*Information supplied*
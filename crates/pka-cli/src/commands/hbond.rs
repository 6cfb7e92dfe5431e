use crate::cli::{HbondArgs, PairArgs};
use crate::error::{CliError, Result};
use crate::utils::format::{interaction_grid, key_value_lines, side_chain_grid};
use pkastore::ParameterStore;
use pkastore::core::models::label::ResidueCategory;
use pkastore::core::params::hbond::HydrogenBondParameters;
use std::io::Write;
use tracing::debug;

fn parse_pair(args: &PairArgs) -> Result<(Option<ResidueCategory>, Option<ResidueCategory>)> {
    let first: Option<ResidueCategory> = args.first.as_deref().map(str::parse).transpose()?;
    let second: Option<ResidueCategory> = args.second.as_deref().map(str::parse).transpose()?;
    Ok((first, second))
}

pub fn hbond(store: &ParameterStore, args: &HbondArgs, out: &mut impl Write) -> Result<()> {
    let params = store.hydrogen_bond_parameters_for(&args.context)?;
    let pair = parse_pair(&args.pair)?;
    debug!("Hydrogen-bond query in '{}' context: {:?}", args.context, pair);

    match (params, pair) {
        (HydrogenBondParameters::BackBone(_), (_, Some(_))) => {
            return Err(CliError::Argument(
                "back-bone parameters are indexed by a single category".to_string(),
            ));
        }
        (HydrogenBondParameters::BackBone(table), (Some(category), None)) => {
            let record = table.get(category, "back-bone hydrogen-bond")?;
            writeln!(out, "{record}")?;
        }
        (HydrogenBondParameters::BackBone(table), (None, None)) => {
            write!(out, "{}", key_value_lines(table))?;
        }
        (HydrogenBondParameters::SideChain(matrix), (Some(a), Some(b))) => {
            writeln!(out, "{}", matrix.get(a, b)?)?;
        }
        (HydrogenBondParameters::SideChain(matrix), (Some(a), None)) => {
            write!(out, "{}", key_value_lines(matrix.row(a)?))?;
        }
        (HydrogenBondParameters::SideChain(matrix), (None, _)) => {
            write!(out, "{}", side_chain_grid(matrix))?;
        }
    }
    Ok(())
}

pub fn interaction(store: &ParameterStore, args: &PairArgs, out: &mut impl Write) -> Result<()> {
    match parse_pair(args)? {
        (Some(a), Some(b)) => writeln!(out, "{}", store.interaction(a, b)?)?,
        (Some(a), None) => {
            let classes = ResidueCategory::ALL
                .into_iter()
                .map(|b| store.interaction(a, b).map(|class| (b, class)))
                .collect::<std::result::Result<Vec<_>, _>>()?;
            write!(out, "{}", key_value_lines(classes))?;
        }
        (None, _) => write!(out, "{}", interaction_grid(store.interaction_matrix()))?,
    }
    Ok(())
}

*Task directions*
Final part of the records: return the line that contains "b).map(|class| (b, class)))" and every line after it, exactly, with no other lines added.

*Task response*
                .map(|b| store.interaction(a, b).map(|class| (b, class)))
                .collect::<std::result::Result<Vec<_>, _>>()?;
            write!(out, "{}", key_value_lines(classes))?;
        }
        (None, _) => write!(out, "{}", interaction_grid(store.interaction_matrix()))?,
    }
    Ok(())
}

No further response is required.